Era um senhor chamado Sérgio. Um nome que nunca gostei, pois soava falso. Por isso, o chamava de “seu senhor” ou “bom velhinho”, porque me lembrava vagamente do Papai Noel.
Ele me fez uma série de perguntas, uma após a outra, dando voltas e mais voltas.
Quando minha tia Rosa perguntou o que havíamos conversado, eu disse:
— Nada.
Pois não queria repetir todas aquelas perguntas.
Na semana seguinte, ele me ensinou algumas ferramentas diferentes das que minha avó usava: controlar a respiração, encontrar um lugar tranquilo, manter-se relaxado e repetir para si mesmo que estava seguro.
Algumas dessas coisas irritavam um pouco a minha avó.
— Essas pessoas precisam de Jesus — ela dizia.
Então prometi orar e repetir alguns salmos, e ela sorriu.
O bom velhinho também me ensinou a evitar o estresse, recomendando ouvir música e correr.
Algumas partes eram chatas, pois eu esperava encontrar um macaco e alguns piolhos na minha mente, como um dos garotos da minha rua havia comentado.
Como fui encorajado, bebi coragem e coloquei em prática o que aprendi.
Em um dia ensolarado, lindo — péssimo dia para ir à escola —, a professora Tai começou a distribuir a prova de geografia da semana passada.
Fiz a prova junto com Emile, uma menina que sabia de tudo.
Enquanto a professora distribuía as notas, pensei muito em não pensar, mas acabei pensando. Pensei em todas as possibilidades:
E se eu tirasse uma nota baixa?
E se minha mãe brigasse comigo?
E se Emile chorasse?
E se eu repetisse de ano?
Seguindo a recomendação do seu senhor, fechei os olhos e comecei a repetir que estava tudo bem, controlando a respiração e tentando me manter confortável.
Porém, o “cavalo” não se aquietava. Galopava, se agitava e resmungava.
Demorou um pouco. Foi hiperestranho, mas o frio foi embora.
Quando abri os olhos, percebi que a professora e os outros estavam todos me encarando.
André e Rian estavam rindo. Emile parecia preocupada. O resto da turma tinha uma expressão neutra.
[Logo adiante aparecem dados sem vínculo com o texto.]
//! Line-delimited transport for MCP server.
//!
//! This module implements the stdio transport as specified by MCP:
//!
//! - Messages are UTF-8 encoded JSON-RPC
//! - Messages are delimited by newlines
//! - Messages must not contain embedded newlines
//! - stdin: receives messages from client
//! - stdout: sends messages to client
//! - stderr: may be used for logging (not MCP messages)
//!
//! The transport is generic over any Tokio reader and writer so that a whole
//! session can be driven from memory in tests; [`StdioTransport`] is the
//! production instance.

use std::io;

use tokio::io::{AsyncBufReadExt, AsyncRead, AsyncWrite, AsyncWriteExt, BufReader};

use crate::mcp::protocol::Response;

/// A newline-delimited JSON-RPC transport.
pub struct LineTransport<R, W> {
    /// Buffered reader for incoming messages.
    reader: BufReader<R>,
    /// Sink for outgoing messages.
    writer: W,
}

/// Transport over the process's stdin and stdout.
pub type StdioTransport = LineTransport<tokio::io::Stdin, tokio::io::Stdout>;

impl StdioTransport {
    /// Creates a new stdio transport.
    #[must_use]
    pub fn stdio() -> Self {
        Self::new(tokio::io::stdin(), tokio::io::stdout())
    }
}

impl<R, W> LineTransport<R, W>
where
    R: AsyncRead + Unpin,
    W: AsyncWrite + Unpin,
{
    /// Creates a transport over an arbitrary reader and writer.
    pub fn new(reader: R, writer: W) -> Self {
        Self {
            reader: BufReader::new(reader),
            writer,
        }
    }

    /// Consumes the transport, returning the writer.
    pub fn into_writer(self) -> W {
        self.writer
    }

    /// Reads the next message line.
    ///
    /// Returns `None` if the input is closed (EOF). Lines that are not valid
    /// UTF-8 cannot carry a request, so they are logged and skipped.
    ///
    /// # Errors
    ///
    /// Returns an error if reading from the underlying stream fails.
    pub async fn read_line(&mut self) -> io::Result<Option<String>> {
        let mut buf = Vec::new();

        loop {
            let bytes_read = self.reader.read_until(b'\n', &mut buf).await?;

            if bytes_read == 0 {
                return Ok(None);
            }

            if buf.ends_with(b"\n") {
                buf.pop();
                if buf.ends_with(b"\r") {
                    buf.pop();
                }
            }

            match String::from_utf8(std::mem::take(&mut buf)) {
                Ok(line) => return Ok(Some(line)),
                Err(e) => {
                    tracing::warn!(error = %e.utf8_error(), "Skipping line that is not valid UTF-8");
                }
            }
        }
    }

    /// Writes a JSON-RPC response.
    ///
    /// The response is serialised to JSON and terminated with a newline.
    ///
    /// # Errors
    ///
    /// Returns an error if serialisation or writing fails.
    pub async fn write_response(&mut self, response: &Response) -> io::Result<()> {
        let json = serde_json::to_string(response)
            .map_err(|e| io::Error::new(io::ErrorKind::InvalidData, e))?;

        self.write_raw(&json).await
    }

    /// Writes a raw JSON string with newline termination.
    async fn write_raw(&mut self, json: &str) -> io::Result<()> {
        // MCP spec: messages must not contain embedded newlines
        debug_assert!(
            !json.contains('\n'),
            "JSON message must not contain embedded newlines"
        );

        self.writer.write_all(json.as_bytes()).await?;
        self.writer.write_all(b"\n").await?;
        self.writer.flush().await?;

        Ok(())
    }
}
Claro, a professora logo me mandou para a diretoria, onde levei uma bronca por obedecer ao médico.
Decidi, naquele momento, que nunca mais ouviria médico algum.
No entanto, chegou minha mãe e falou:
— Pare de asneira.
Explicou o ABC a todos e logo fui para casa.
Continuei indo ao médico por um tempo.
Ele era realmente um bom velhinho, sempre me dando balas e doces quando o visitava e sempre sorridente. Acredito que ele não tinha muitos amigos, pois sempre estava no mesmo lugar e nunca o via com ninguém.
Ele me dava conselhos sobre uma alimentação saudável e controle de pensamentos, sempre com frases de autoafirmação e trechos bíblicos.
— Você está seguro. Respire.
Com isso, memorizei muitas coisas, coisas que nem seu Zé, o pastor, sabia.
Tornei-me um cantor de chuveiro e um orador político, sempre preparado para qualquer conversa.
De hora em hora, recebia um:
— Cala a boca.
Mas eram ordens médicas.
O tempo deu seu corre, e as paredes e eu nos tornamos amigos.
O “cavalo” só aparecia em dias de prova, mas logo ia embora, pois não perdia tempo.
Minhas tias e minha mãe continuavam a se reunir para comer acarajé e falar da vida de outras pessoas, sempre de maneira bem crente.
Elas discutiam as histórias alheias com o fervor de um político bonzinho.